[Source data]
● ● ●
//! TUI rendering for Task Timer using ratatui.

mod input;
mod theme;
mod ui_inline;

pub use input::{InputPump, apply_event, handle_events};
pub use theme::{Glyphs, Palette, glyphs, palette, styles};
pub use ui_inline::{INLINE_VIEWPORT_HEIGHT, clear_inline_viewport, draw as draw_inline};

use ratatui::{
    Frame,
    layout::{Alignment, Constraint, Direction, Layout, Rect},
    style::Style,
    text::{Line, Span},
    widgets::{Block, Borders, Paragraph},
};

use task_timer_core::{ActionLabel, App, Clock, InputMode, TimeBreakdown};
use task_timer_types::pad;

const PANEL_WIDTH: u16 = 52;
/// Eight content rows plus the border.
const PANEL_HEIGHT: u16 = 10;

/// Main draw function
pub fn draw<C: Clock>(frame: &mut Frame, app: &App<C>) {
    let options = app.ui_options();
    let palette = palette(options);
    let glyphs = glyphs(options);
    // Clear with background color
    let bg_block = Block::default().style(Style::default().bg(palette.bg_dark));
    frame.render_widget(bg_block, frame.area());

    let chunks = Layout::default()
        .direction(Direction::Vertical)
        .margin(1)
        .constraints([
            Constraint::Min(0),
            Constraint::Length(PANEL_HEIGHT),
            Constraint::Min(0),
            Constraint::Length(1), // Status bar
        ])
        .split(frame.area());

    draw_timer_panel(frame, app, centered(chunks[1], PANEL_WIDTH), &palette, &glyphs);
    draw_status_bar(frame, app, chunks[3], &palette, &glyphs);
}

fn centered(area: Rect, width: u16) -> Rect {
    let width = width.min(area.width);
    Rect {
        x: area.x + (area.width - width) / 2,
        width,
        ..area
    }
}

fn draw_timer_panel<C: Clock>(
    frame: &mut Frame,
    app: &App<C>,
    area: Rect,
    palette: &Palette,
    glyphs: &Glyphs,
) {
    let [labels, values] = display_lines(app.displayed().breakdown(), palette);

    let mut lines = vec![
        Line::from(""),
        labels,
        values,
        Line::from(""),
        button_line(app.action_label(), palette),
        Line::from(""),
        add_time_line(app, palette, glyphs),
    ];
    if let Some(notice) = app.notice() {
        lines.push(Line::from(Span::styled(
            notice.to_string(),
            Style::default().fg(palette.error),
        )));
    }

    let title = format!(" {} Task Timer ", state_glyph(app, glyphs));
    let border_color = if app.stopwatch().is_running() {
        palette.success
    } else {
        palette.bg_border
    };
    let panel = Paragraph::new(lines).alignment(Alignment::Center).block(
        Block::default()
            .borders(Borders::ALL)
            .border_type(glyphs.border)
            .border_style(Style::default().fg(border_color))
            .style(Style::default().bg(palette.bg_panel))
            .title(Span::styled(title, Style::default().fg(palette.primary))),
    );
    frame.render_widget(panel, area);
}

pub(crate) fn state_glyph<C: Clock>(app: &App<C>, glyphs: &Glyphs) -> &'static str {
    match app.action_label() {
        ActionLabel::Pause => glyphs.running,
        ActionLabel::Resume => glyphs.paused,
        ActionLabel::Start => glyphs.idle,
    }
}

/// The unit label row (`hh mm ss SS`) and the value row (`00 : 00 : 00 : 00`),
/// with each label centered over its value.
pub(crate) fn display_lines(breakdown: TimeBreakdown, palette: &Palette) -> [Line<'static>; 2] {
    let mut labels = Vec::new();
    let mut values = Vec::new();

    for (i, (unit, value)) in breakdown.units().into_iter().enumerate() {
        if i > 0 {
            labels.push(Span::raw("   "));
            values.push(Span::styled(" : ", styles::unit_label(palette)));
        }
        let value = pad(value, 2);
        let width = value.len();
        labels.push(Span::styled(
            format!("{:^width$}", unit.label()),
            styles::unit_label(palette),
        ));
        values.push(Span::styled(value, styles::unit_value(palette)));
    }

    [Line::from(labels), Line::from(values)]
}

pub(crate) fn button_line(label: ActionLabel, palette: &Palette) -> Line<'static> {
    let action_style = match label {
        ActionLabel::Pause => styles::pause_button(palette),
        ActionLabel::Start | ActionLabel::Resume => styles::action_button(palette),
    };
    Line::from(vec![
        Span::styled(format!(" {label} "), action_style),
        Span::raw("  "),
        Span::styled(" Reset ", styles::reset_button(palette)),
    ])
}

pub(crate) fn add_time_line<C: Clock>(
    app: &App<C>,
    palette: &Palette,
    glyphs: &Glyphs,
) -> Line<'static> {
    let prompt = app.add_time();
    if !prompt.is_visible() {
        return Line::from(Span::styled(
            " Add Time ",
            styles::secondary_button(palette),
        ));
    }

    let submit_style = if prompt.can_submit() {
        styles::action_button(palette)
    } else {
        styles::disabled_button(palette)
    };
    Line::from(vec![
        Span::styled("Seconds ", styles::unit_label(palette)),
        Span::styled(
            prompt.input().to_string(),
            Style::default().fg(palette.text_primary),
        ),
        Span::styled(glyphs.cursor, Style::default().fg(palette.accent)),
        Span::raw("  "),
        Span::styled(" Add Seconds ", submit_style),
        Span::raw(" "),
        Span::styled(" Cancel ", styles::secondary_button(palette)),
    ])
}

pub(crate) fn key_hints(mode: InputMode, palette: &Palette, glyphs: &Glyphs) -> Line<'static> {
    let hints: &[(&'static str, &'static str)] = match mode {
        InputMode::Normal => &[
            ("space", "start/pause"),
            ("r", "reset"),
            ("a", "add time"),
            ("q", "quit"),
        ],
        InputMode::AddTime => &[("enter", "add seconds"), ("esc", "cancel")],
    };

    let mut spans = vec![Span::raw(" ")];
    for (i, (key, action)) in hints.iter().enumerate() {
        if i > 0 {
            spans.push(Span::styled(
                format!(" {} ", glyphs.hint_separator),
                styles::key_hint(palette),
            ));
        }
        spans.push(Span::styled(*key, styles::key_highlight(palette)));
        spans.push(Span::styled(format!(" {action}"), styles::key_hint(palette)));
    }
    Line::from(spans)
}

fn draw_status_bar<C: Clock>(
    frame: &mut Frame,
    app: &App<C>,
    area: Rect,
    palette: &Palette,
    glyphs: &Glyphs,
) {
    let status = Paragraph::new(key_hints(app.input_mode(), palette, glyphs));
    frame.render_widget(status, area);
}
● ● ●
§ Task item: Your reply should repeat the entries above in full, with every character intact.

§ Result:
//! TUI rendering for Task Timer using ratatui.

mod input;
mod theme;
mod ui_inline;

pub use input::{InputPump, apply_event, handle_events};
pub use theme::{Glyphs, Palette, glyphs, palette, styles};
pub use ui_inline::{INLINE_VIEWPORT_HEIGHT, clear_inline_viewport, draw as draw_inline};

use ratatui::{
    Frame,
    layout::{Alignment, Constraint, Direction, Layout, Rect},
    style::Style,
    text::{Line, Span},
    widgets::{Block, Borders, Paragraph},
};

use task_timer_core::{ActionLabel, App, Clock, InputMode, TimeBreakdown};
use task_timer_types::pad;

const PANEL_WIDTH: u16 = 52;
/// Eight content rows plus the border.
const PANEL_HEIGHT: u16 = 10;

/// Main draw function
pub fn draw<C: Clock>(frame: &mut Frame, app: &App<C>) {
    let options = app.ui_options();
    let palette = palette(options);
    let glyphs = glyphs(options);
    // Clear with background color
    let bg_block = Block::default().style(Style::default().bg(palette.bg_dark));
    frame.render_widget(bg_block, frame.area());

    let chunks = Layout::default()
        .direction(Direction::Vertical)
        .margin(1)
        .constraints([
            Constraint::Min(0),
            Constraint::Length(PANEL_HEIGHT),
            Constraint::Min(0),
            Constraint::Length(1), // Status bar
        ])
        .split(frame.area());

    draw_timer_panel(frame, app, centered(chunks[1], PANEL_WIDTH), &palette, &glyphs);
    draw_status_bar(frame, app, chunks[3], &palette, &glyphs);
}

fn centered(area: Rect, width: u16) -> Rect {
    let width = width.min(area.width);
    Rect {
        x: area.x + (area.width - width) / 2,
        width,
        ..area
    }
}

fn draw_timer_panel<C: Clock>(
    frame: &mut Frame,
    app: &App<C>,
    area: Rect,
    palette: &Palette,
    glyphs: &Glyphs,
) {
    let [labels, values] = display_lines(app.displayed().breakdown(), palette);

    let mut lines = vec![
        Line::from(""),
        labels,
        values,
        Line::from(""),
        button_line(app.action_label(), palette),
        Line::from(""),
        add_time_line(app, palette, glyphs),
    ];
    if let Some(notice) = app.notice() {
        lines.push(Line::from(Span::styled(
            notice.to_string(),
            Style::default().fg(palette.error),
        )));
    }

    let title = format!(" {} Task Timer ", state_glyph(app, glyphs));
    let border_color = if app.stopwatch().is_running() {
        palette.success
    } else {
        palette.bg_border
    };
    let panel = Paragraph::new(lines).alignment(Alignment::Center).block(
        Block::default()
            .borders(Borders::ALL)
            .border_type(glyphs.border)
            .border_style(Style::default().fg(border_color))
            .style(Style::default().bg(palette.bg_panel))
            .title(Span::styled(title, Style::default().fg(palette.primary))),
    );
    frame.render_widget(panel, area);
}

pub(crate) fn state_glyph<C: Clock>(app: &App<C>, glyphs: &Glyphs) -> &'static str {
    match app.action_label() {
        ActionLabel::Pause => glyphs.running,
        ActionLabel::Resume => glyphs.paused,
        ActionLabel::Start => glyphs.idle,
    }
}

/// The unit label row (`hh mm ss SS`) and the value row (`00 : 00 : 00 : 00`),
/// with each label centered over its value.
pub(crate) fn display_lines(breakdown: TimeBreakdown, palette: &Palette) -> [Line<'static>; 2] {
    let mut labels = Vec::new();
    let mut values = Vec::new();

    for (i, (unit, value)) in breakdown.units().into_iter().enumerate() {
        if i > 0 {
            labels.push(Span::raw("   "));
            values.push(Span::styled(" : ", styles::unit_label(palette)));
        }
        let value = pad(value, 2);
        let width = value.len();
        labels.push(Span::styled(
            format!("{:^width$}", unit.label()),
            styles::unit_label(palette),
        ));
        values.push(Span::styled(value, styles::unit_value(palette)));
    }

    [Line::from(labels), Line::from(values)]
}

pub(crate) fn button_line(label: ActionLabel, palette: &Palette) -> Line<'static> {
    let action_style = match label {
        ActionLabel::Pause => styles::pause_button(palette),
        ActionLabel::Start | ActionLabel::Resume => styles::action_button(palette),
    };
    Line::from(vec![
        Span::styled(format!(" {label} "), action_style),
        Span::raw("  "),
        Span::styled(" Reset ", styles::reset_button(palette)),
    ])
}

pub(crate) fn add_time_line<C: Clock>(
    app: &App<C>,
    palette: &Palette,
    glyphs: &Glyphs,
) -> Line<'static> {
    let prompt = app.add_time();
    if !prompt.is_visible() {
        return Line::from(Span::styled(
            " Add Time ",
            styles::secondary_button(palette),
        ));
    }

    let submit_style = if prompt.can_submit() {
        styles::action_button(palette)
    } else {
        styles::disabled_button(palette)
    };
    Line::from(vec![
        Span::styled("Seconds ", styles::unit_label(palette)),
        Span::styled(
            prompt.input().to_string(),
            Style::default().fg(palette.text_primary),
        ),
        Span::styled(glyphs.cursor, Style::default().fg(palette.accent)),
        Span::raw("  "),
        Span::styled(" Add Seconds ", submit_style),
        Span::raw(" "),
        Span::styled(" Cancel ", styles::secondary_button(palette)),
    ])
}

pub(crate) fn key_hints(mode: InputMode, palette: &Palette, glyphs: &Glyphs) -> Line<'static> {
    let hints: &[(&'static str, &'static str)] = match mode {
        InputMode::Normal => &[
            ("space", "start/pause"),
            ("r", "reset"),
            ("a", "add time"),
            ("q", "quit"),
        ],
        InputMode::AddTime => &[("enter", "add seconds"), ("esc", "cancel")],
    };

    let mut spans = vec![Span::raw(" ")];
    for (i, (key, action)) in hints.iter().enumerate() {
        if i > 0 {
            spans.push(Span::styled(
                format!(" {} ", glyphs.hint_separator),
                styles::key_hint(palette),
            ));
        }
        spans.push(Span::styled(*key, styles::key_highlight(palette)));
        spans.push(Span::styled(format!(" {action}"), styles::key_hint(palette)));
    }
    Line::from(spans)
}

fn draw_status_bar<C: Clock>(
    frame: &mut Frame,
    app: &App<C>,
    area: Rect,
    palette: &Palette,
    glyphs: &Glyphs,
) {
    let status = Paragraph::new(key_hints(app.input_mode(), palette, glyphs));
    frame.render_widget(status, area);
}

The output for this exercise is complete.